To make tsukemono, one needs a container, salt, and something to apply downward pressure on top of the pickles.

A tsukemonoki (漬物器) ("pickling container") is a Japanese pickle press. The pressure is generated by heavy stones called tsukemono ishi (漬物石) ("pickle stone") with a weight of one to two kilograms, sometimes more.
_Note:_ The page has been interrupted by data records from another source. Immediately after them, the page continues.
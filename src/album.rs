use log::debug;
use serde::Serialize;

use crate::count::{ALBUM_COUNT, AlbumCounter};
use crate::error::{Error, Result};
use crate::genre;

/// An album with a validated genre.
///
/// The release date is stored as given; `D` can be any date-like value.
/// Every successfully constructed album is counted exactly once.
#[derive(Debug, Clone, PartialEq, Eq, Serialize)]
pub struct Album<D = String> {
    genre: String,
    release_date: D,
}

impl Album {
    pub const GENRES: &'static [&'static str] = crate::GENRES;

    pub fn check_genre(genre: &str) -> bool {
        genre::check_genre(genre)
    }
}

impl<D> Album<D> {
    /// Validates `genre` and, if allowed, bumps the process-wide album count and
    /// returns the album.
    /// Rejected genres leave the count untouched.
    pub fn new(genre: impl Into<String>, date: D) -> Result<Self> {
        Self::with_counter(genre, date, &ALBUM_COUNT)
    }

    /// Same as [`Album::new`], tallying into `counter` instead of the process-wide count.
    pub fn with_counter(
        genre: impl Into<String>,
        date: D,
        counter: &AlbumCounter,
    ) -> Result<Self> {
        let genre = genre.into();
        if !genre::check_genre(&genre) {
            debug!("Rejected album with genre {:?}", genre);
            return Err(Error::invalid_genre(genre));
        }

        let count = counter.increment();
        debug!("Album added: {} (count: {})", genre, count);

        Ok(Album {
            genre,
            release_date: date,
        })
    }

    pub fn genre(&self) -> &str {
        &self.genre
    }

    pub fn release_date(&self) -> &D {
        &self.release_date
    }

    pub fn into_parts(self) -> (String, D) {
        (self.genre, self.release_date)
    }
}

#[cfg(test)]
mod tests {
    use super::*;
    use proptest::prelude::*;

    #[test]
    fn test_valid_genres_set_fields() {
        let counter = AlbumCounter::new();
        for genre in Album::GENRES {
            let album = Album::with_counter(*genre, "2020-01-01".to_string(), &counter).unwrap();
            assert_eq!(album.genre(), *genre);
            assert_eq!(album.release_date(), "2020-01-01");
        }
        assert_eq!(counter.get(), 3);
    }

    #[test]
    fn test_rock_rejected_without_counting() {
        let counter = AlbumCounter::new();
        let result = Album::with_counter("Rock", "1969", &counter);
        assert_eq!(result, Err(Error::invalid_genre("Rock")));
        assert_eq!(counter.get(), 0);
    }

    #[test]
    fn test_mixed_constructions_count_only_valid() {
        let counter = AlbumCounter::new();
        let genres = ["Hip-Hop", "Rock", "Pop", "Metal", "Jazz"];
        let accepted = genres
            .iter()
            .filter_map(|g| Album::with_counter(*g, (), &counter).ok())
            .count();
        assert_eq!(accepted, 3);
        assert_eq!(counter.get(), 3);
    }

    #[test]
    fn test_explicit_increment_independent_of_construction() {
        let counter = AlbumCounter::new();
        Album::with_counter("Pop", 1999u16, &counter).unwrap();
        counter.increase_by(5);
        assert_eq!(counter.get(), 6);
    }

    #[test]
    fn test_release_date_stored_as_given() {
        #[derive(Debug, Clone, PartialEq)]
        struct Date {
            year: u16,
            month: u8,
        }

        let counter = AlbumCounter::new();
        let date = Date { year: 1959, month: 8 };
        let album = Album::with_counter("Jazz", date.clone(), &counter).unwrap();
        assert_eq!(album.into_parts(), ("Jazz".to_string(), date));
    }

    #[test]
    fn test_genres_on_type() {
        assert_eq!(Album::GENRES, crate::GENRES);
        assert_eq!(Album::GENRES, ["Hip-Hop", "Pop", "Jazz"]);
    }

    #[test]
    fn test_check_genre_on_type() {
        assert!(Album::check_genre("Hip-Hop"));
        assert!(!Album::check_genre("Rock"));
    }

    #[test]
    fn test_serialize_json() {
        let counter = AlbumCounter::new();
        let album = Album::with_counter("Pop", "1982-11-30".to_string(), &counter).unwrap();
        let json = serde_json::to_value(&album).unwrap();
        assert_eq!(
            json,
            serde_json::json!({ "genre": "Pop", "release_date": "1982-11-30" })
        );
    }

    proptest! {
        /// Allowed genres always construct and keep the date untouched
        #[test]
        fn valid_genre_keeps_date(index in 0..3usize, date in "\\PC{0,30}") {
            let counter = AlbumCounter::new();
            let genre = Album::GENRES[index];
            let album = Album::with_counter(genre, date.clone(), &counter).unwrap();
            prop_assert_eq!(album.genre(), genre);
            prop_assert_eq!(album.release_date(), &date);
            prop_assert_eq!(counter.get(), 1);
        }

        /// Unknown genres never construct and never count
        #[test]
        fn invalid_genre_not_counted(genre in "\\PC{0,20}") {
            prop_assume!(!Album::check_genre(&genre));
            let counter = AlbumCounter::new();
            let result = Album::with_counter(genre.clone(), (), &counter);
            prop_assert_eq!(result, Err(Error::InvalidGenre { genre }));
            prop_assert_eq!(counter.get(), 0);
        }
    }
}
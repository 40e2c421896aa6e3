use crate::GENRES;

/// Returns true if `genre` is one of the allowed [`GENRES`]. Matching is exact.
pub fn check_genre(genre: &str) -> bool {
    GENRES.contains(&genre)
}
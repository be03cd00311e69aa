//! Property-based tests for the constraint algebra and the checker.
//!
//! Both scales must be total orders, and compiled evaluation must agree with
//! raw evaluation for every context.

use proptest::prelude::*;
use serde_json::Value;

use keri_governance::{
    evaluate_expression, operator_satisfies, strength_satisfies, Attributes, ConstraintChecker,
    ConstraintCompiler, ConstraintRule, EdgeContext, EdgeOperator, RuleEnforcement,
    StrengthLevel, compile_field_expression,
};

fn any_operator() -> impl Strategy<Value = EdgeOperator> {
    prop::sample::select(EdgeOperator::ALL.to_vec())
}

fn any_strength() -> impl Strategy<Value = StrengthLevel> {
    prop::sample::select(StrengthLevel::ALL.to_vec())
}

// =============================================================================
// Operator Scale
// =============================================================================

proptest! {
    /// Every operator satisfies itself.
    #[test]
    fn prop_operator_reflexive(op in any_operator()) {
        prop_assert!(operator_satisfies(op, op));
    }

    /// a ⊒ b and b ⊒ c imply a ⊒ c.
    #[test]
    fn prop_operator_transitive(a in any_operator(), b in any_operator(), c in any_operator()) {
        if operator_satisfies(a, b) && operator_satisfies(b, c) {
            prop_assert!(operator_satisfies(a, c));
        }
    }

    /// Mutual satisfaction only between equal operators.
    #[test]
    fn prop_operator_antisymmetric(a in any_operator(), b in any_operator()) {
        if operator_satisfies(a, b) && operator_satisfies(b, a) {
            prop_assert_eq!(a, b);
        }
    }

    /// Any two operators are comparable.
    #[test]
    fn prop_operator_total(a in any_operator(), b in any_operator()) {
        prop_assert!(operator_satisfies(a, b) || operator_satisfies(b, a));
    }

    /// I2I satisfies everything; ANY is satisfied by everything.
    #[test]
    fn prop_operator_bounds(op in any_operator()) {
        prop_assert!(operator_satisfies(EdgeOperator::I2i, op));
        prop_assert!(operator_satisfies(op, EdgeOperator::Any));
    }

    /// Satisfaction agrees with `Ord`.
    #[test]
    fn prop_operator_matches_ord(a in any_operator(), b in any_operator()) {
        prop_assert_eq!(operator_satisfies(a, b), a >= b);
    }
}

// =============================================================================
// Strength Scale
// =============================================================================

proptest! {
    /// Every level satisfies itself.
    #[test]
    fn prop_strength_reflexive(level in any_strength()) {
        prop_assert!(strength_satisfies(level, level));
    }

    /// a ⊒ b and b ⊒ c imply a ⊒ c.
    #[test]
    fn prop_strength_transitive(a in any_strength(), b in any_strength(), c in any_strength()) {
        if strength_satisfies(a, b) && strength_satisfies(b, c) {
            prop_assert!(strength_satisfies(a, c));
        }
    }

    /// Mutual satisfaction only between equal levels.
    #[test]
    fn prop_strength_antisymmetric(a in any_strength(), b in any_strength()) {
        if strength_satisfies(a, b) && strength_satisfies(b, a) {
            prop_assert_eq!(a, b);
        }
    }

    /// TEL_ANCHORED satisfies everything; ANY is satisfied by everything.
    #[test]
    fn prop_strength_bounds(level in any_strength()) {
        prop_assert!(strength_satisfies(StrengthLevel::TelAnchored, level));
        prop_assert!(strength_satisfies(level, StrengthLevel::Any));
    }

    /// Codes parse back to the same level.
    #[test]
    fn prop_strength_code_parses(level in any_strength()) {
        prop_assert_eq!(level.code().parse::<StrengthLevel>().ok(), Some(level));
    }
}

// =============================================================================
// Compiled vs Raw Evaluation
// =============================================================================

fn attribute_value() -> impl Strategy<Value = Option<Value>> {
    prop_oneof![
        Just(None),
        prop::sample::select(vec!["US", "FR", "", "us"]).prop_map(|s| Some(Value::from(s))),
        (-5i64..5).prop_map(|n| Some(Value::from(n))),
        any::<bool>().prop_map(|b| Some(Value::from(b))),
        Just(Some(Value::from("2025-01-01"))),
    ]
}

fn attributes() -> impl Strategy<Value = Attributes> {
    (attribute_value(), attribute_value(), attribute_value()).prop_map(|(a, b, c)| {
        let mut attrs = Attributes::new();
        for (key, value) in [("jurisdiction", a), ("level", b), ("flag", c)] {
            if let Some(value) = value {
                attrs.insert(key, value);
            }
        }
        attrs
    })
}

fn context() -> impl Strategy<Value = EdgeContext> {
    (
        prop::sample::select(vec!["iss", "delegate", "other"]),
        any_operator(),
        attributes(),
        attributes(),
        prop::option::of(0u32..6),
    )
        .prop_map(|(edge_type, op, issuer, subject, depth)| {
            let ctx = EdgeContext::new(edge_type, op)
                .with_issuer(issuer)
                .with_subject(subject);
            match depth {
                Some(depth) => ctx.with_delegation_depth(depth),
                None => ctx,
            }
        })
}

fn mixed_rules() -> Vec<ConstraintRule> {
    vec![
        ConstraintRule::new("match", "iss", EdgeOperator::Di2i)
            .with_field_constraint("jurisdiction", "$issuer.jurisdiction == $subject.jurisdiction")
            .with_field_constraint("level", "$subject.level >= 1"),
        ConstraintRule::new("ordering", "iss", EdgeOperator::Any)
            .with_field_constraint("lt", "$issuer.level < $subject.level")
            .with_field_constraint("flag", "$subject.flag == true")
            .with_enforcement(RuleEnforcement::Advisory),
        ConstraintRule::new("depth", "delegate", EdgeOperator::Ni2i).with_max_delegation_depth(3),
        ConstraintRule::new("broken", "delegate", EdgeOperator::Any)
            .with_field_constraint("bad", "$holder.level == 1")
            .with_enforcement(RuleEnforcement::Advisory),
    ]
}

proptest! {
    /// The checker's verdict and violations do not depend on precompilation.
    #[test]
    fn prop_compiled_matches_raw(ctx in context()) {
        let rules = mixed_rules();
        let compiled = ConstraintCompiler::compile_rules("Eprop", &rules);
        let checker = ConstraintChecker::new();
        prop_assert_eq!(checker.check(&ctx, &compiled), checker.check(&ctx, &rules));
    }

    /// Allowed exactly when no strict violation was recorded.
    #[test]
    fn prop_allowed_iff_no_strict(ctx in context()) {
        let rules = mixed_rules();
        let result = ConstraintChecker::new().check(&ctx, &rules);
        prop_assert_eq!(result.allowed, result.strict_violations().count() == 0);
    }

    /// One-shot evaluation equals evaluation of the compiled form.
    #[test]
    fn prop_expression_compile_once(ctx in context()) {
        for expression in [
            "$issuer.jurisdiction == $subject.jurisdiction",
            "$issuer.jurisdiction != $subject.jurisdiction",
            "$subject.level > $issuer.level",
            "$subject.level <= 0",
            "$subject.flag == false",
        ] {
            let compiled = compile_field_expression("p", expression).unwrap();
            let once = evaluate_expression(expression, &ctx).unwrap();
            prop_assert_eq!(compiled.evaluate(&ctx), once);
        }
    }
}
This type of pickle press is still in use, and can be made from a variety of materials, such as plastic, wood, glass, or ceramic. Before tsukemono ishi came into use, the pressure was applied by driving a wedge between the handle of the container and its lid.

The weights are either stone or metal, with a handle on top and often covered with a layer of food-neutral plastic. Another modern type of pickle press is usually made from plastic, and the necessary pressure is generated by turning a screw and clamping down onto the pickles.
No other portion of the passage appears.